When you’ve completed that, you have a completed priority list for test automation. Preparing the spreadsheet might take an hour; the meeting might take an hour. It’s super fast, relatively accurate, and any team can do this.
Working on the list
Now just order and group them in your spreadsheet, so you can pull the test ideas as stories and create them in a tool, one at a time. Assuming the complexity of the stories is roughly the same, you can count the number of stories that are done in two weeks and predict when you get to the 90% cutline, and then the 80%, and so on. If that isn’t fast enough, management can add time, people, or lower their expectations.
This approach provides a constantly-increasing amount of coverage, starting with the highest “bang for the buck.” As core functionality tends to be relatively stable, the tests you create are less likely to be brittle or “flaky.” Doing the work to create the plan and running it for a week or two also gives management a budget, in terms of time and money, that is backed by real data, instead of wishful thinking. The plan is so inexpensive that it is almost free. I have also seen teams take those lists of features and flows and create main-maps, wikis, and other forms of documentation. As it turns out, the test effort can drive a documentation effort as a side benefit.

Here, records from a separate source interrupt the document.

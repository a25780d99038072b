use std::time::Duration;

use dotenvy::dotenv;
use geolocatable::{GeoPoint, GeoQueryConfig, GeocodeClient, GeocodeErrorKind};
use url::Url;

mod geocode_test_utils;
use geocode_test_utils::shared::{unreachable_base_url, StubGeocoder};

fn client_for(base_url: &str) -> GeocodeClient {
    let config = GeoQueryConfig::new(["city", "state"])
        .expect("valid fields")
        .with_base_url(base_url)
        .expect("valid base url");
    GeocodeClient::new(&config).expect("Failed to build geocode client")
}

#[tokio::test]
async fn test_resolve_successful_answer() {
    let stub = StubGeocoder::start(200, "200,OK,42.3601,-71.0589").await;
    let client = client_for(&stub.base_url());

    let url = client.request_url("Boston, MA");
    let point = client.resolve(&url).await.expect("resolve should succeed");

    assert_eq!(point, Some(GeoPoint::new(42.3601, -71.0589)));
    assert_eq!(
        stub.requests(),
        vec!["/maps/geo?q=Boston%2C+MA&output=csv".to_string()]
    );
}

#[tokio::test]
async fn test_geocode_builds_query_from_values() {
    let stub = StubGeocoder::start(200, "200,8,48.7755,9.1827\n").await;
    let client = client_for(&stub.base_url());

    let point = client
        .geocode([Some("Stuttgart"), None, Some(""), Some("Germany")])
        .await
        .expect("geocode should succeed");

    assert_eq!(point, Some(GeoPoint::new(48.7755, 9.1827)));
    let requests = stub.requests();
    assert_eq!(requests.len(), 1);
    assert!(requests[0].contains("q=Stuttgart%2C+Germany"), "{}", requests[0]);
}

#[tokio::test]
async fn test_short_answer_is_no_result() {
    let stub = StubGeocoder::start(200, "200,OK").await;
    let client = client_for(&stub.base_url());

    let url = client.request_url("Nowhere");
    let response = client.fetch(&url).await.expect("fetch should succeed");
    assert_eq!(response.status, 200);
    assert_eq!(response.point, None);

    assert_eq!(client.resolve(&url).await.expect("resolve should succeed"), None);
}

#[tokio::test]
async fn test_unknown_address_is_no_result() {
    let stub = StubGeocoder::start(200, "602,0,0,0").await;
    let client = client_for(&stub.base_url());

    let url = client.request_url("Atlantis");
    let response = client.fetch(&url).await.expect("fetch should succeed");
    assert_eq!(response.status, 602);
    assert!(!response.is_success());
    assert_eq!(client.resolve(&url).await.expect("resolve should succeed"), None);
}

#[tokio::test]
async fn test_malformed_body_is_invalid_response() {
    let stub = StubGeocoder::start(200, "<html>maintenance</html>").await;
    let client = client_for(&stub.base_url());

    let err = client
        .resolve(&client.request_url("Boston"))
        .await
        .expect_err("garbage must not resolve");
    assert_eq!(err.kind(), GeocodeErrorKind::InvalidResponse);
}

#[tokio::test]
async fn test_empty_body_is_invalid_response() {
    let stub = StubGeocoder::start(200, "").await;
    let client = client_for(&stub.base_url());

    let err = client
        .resolve(&client.request_url("Boston"))
        .await
        .expect_err("empty body must not resolve");
    assert_eq!(err.kind(), GeocodeErrorKind::InvalidResponse);
}

#[tokio::test]
async fn test_http_error_status_is_invalid_response() {
    let stub = StubGeocoder::start(500, "internal error").await;
    let client = client_for(&stub.base_url());

    let err = client
        .resolve(&client.request_url("Boston"))
        .await
        .expect_err("HTTP 500 must not resolve");
    assert_eq!(err.kind(), GeocodeErrorKind::InvalidResponse);
    assert!(err.to_string().contains("HTTP 500"), "{}", err);
}

#[tokio::test]
async fn test_connection_refused_is_network_failure() {
    let base = unreachable_base_url().await;
    let client = client_for(&base);

    let err = client
        .resolve(&client.request_url("Boston"))
        .await
        .expect_err("nobody is listening");
    assert_eq!(err.kind(), GeocodeErrorKind::NetworkFailure);
    assert!(!err.is_timeout());
}

#[tokio::test]
async fn test_slow_geocoder_times_out() {
    let stub =
        StubGeocoder::start_with_delay(200, "200,OK,1.0,2.0", Duration::from_secs(3)).await;
    let config = GeoQueryConfig::new(["city"])
        .unwrap()
        .with_base_url(&stub.base_url())
        .unwrap()
        .with_timeout(Duration::from_millis(200))
        .unwrap();
    let client = GeocodeClient::new(&config).unwrap();

    let err = client
        .resolve(&client.request_url("Boston"))
        .await
        .expect_err("request should time out");
    assert_eq!(err.kind(), GeocodeErrorKind::NetworkFailure);
    assert!(err.is_timeout(), "expected a timeout, got {:?}", err);
}

#[tokio::test]
async fn test_cancelled_request() {
    let stub =
        StubGeocoder::start_with_delay(200, "200,OK,1.0,2.0", Duration::from_secs(3)).await;
    let client = client_for(&stub.base_url());

    let url = client.request_url("Boston");
    let err = client
        .resolve_with_cancel(&url, tokio::time::sleep(Duration::from_millis(50)))
        .await
        .expect_err("request should be cancelled");
    assert_eq!(err.kind(), GeocodeErrorKind::Cancelled);
}

#[tokio::test]
async fn test_cancel_signal_that_never_fires() {
    let stub = StubGeocoder::start(200, "200,OK,1.0,2.0").await;
    let client = client_for(&stub.base_url());

    let url = client.request_url("Boston");
    let point = client
        .resolve_with_cancel(&url, std::future::pending::<()>())
        .await
        .expect("resolve should succeed");
    assert_eq!(point, Some(GeoPoint::new(1.0, 2.0)));
}

#[tokio::test]
async fn test_range_validation_rejects_points_off_the_globe() {
    let stub = StubGeocoder::start(200, "200,OK,123.0,-71.0").await;

    let lenient = client_for(&stub.base_url());
    let url = lenient.request_url("Boston");
    assert_eq!(
        lenient.resolve(&url).await.unwrap(),
        Some(GeoPoint::new(123.0, -71.0))
    );

    let config = GeoQueryConfig::new(["city"])
        .unwrap()
        .with_base_url(&stub.base_url())
        .unwrap()
        .with_range_validation(true);
    let strict = GeocodeClient::new(&config).unwrap();
    let err = strict.resolve(&url).await.expect_err("latitude 123 is off the globe");
    assert_eq!(err.kind(), GeocodeErrorKind::InvalidResponse);
}

// Runs against a real geocoder only when GEOCODER_URL is set (e.g. in a .env file).
#[tokio::test]
async fn test_live_geocoder_when_configured() {
    dotenv().ok();
    let Ok(base_url) = std::env::var("GEOCODER_URL") else {
        return;
    };
    let client = client_for(&base_url);
    let url: Url = client.request_url("Boston, MA");

    match client.resolve(&url).await {
        Ok(Some(point)) => assert!(point.is_in_range(), "{:?}", point),
        Ok(None) => println!("Live geocoder found no result for {}", url),
        Err(e) => panic!("Live geocoder request failed: {}", e),
    }
}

The list itself will change over time. Creating the tests is very different than “imagineering” on a spreadsheet, so test ideas will occur to the testers as they do the work. Expect some small amount of “test case bloat” and maintenance cost. What this system does provide is that it minimizes this effort and makes those costs explicit.
As I said before, this isn’t the only way to do it. Next time I’ll provide a different approach based on recent changes to the codebase. It’s a little tricky, and harder to get right – but for today, I focused on the Core. Try it, and keep us posted on what you find….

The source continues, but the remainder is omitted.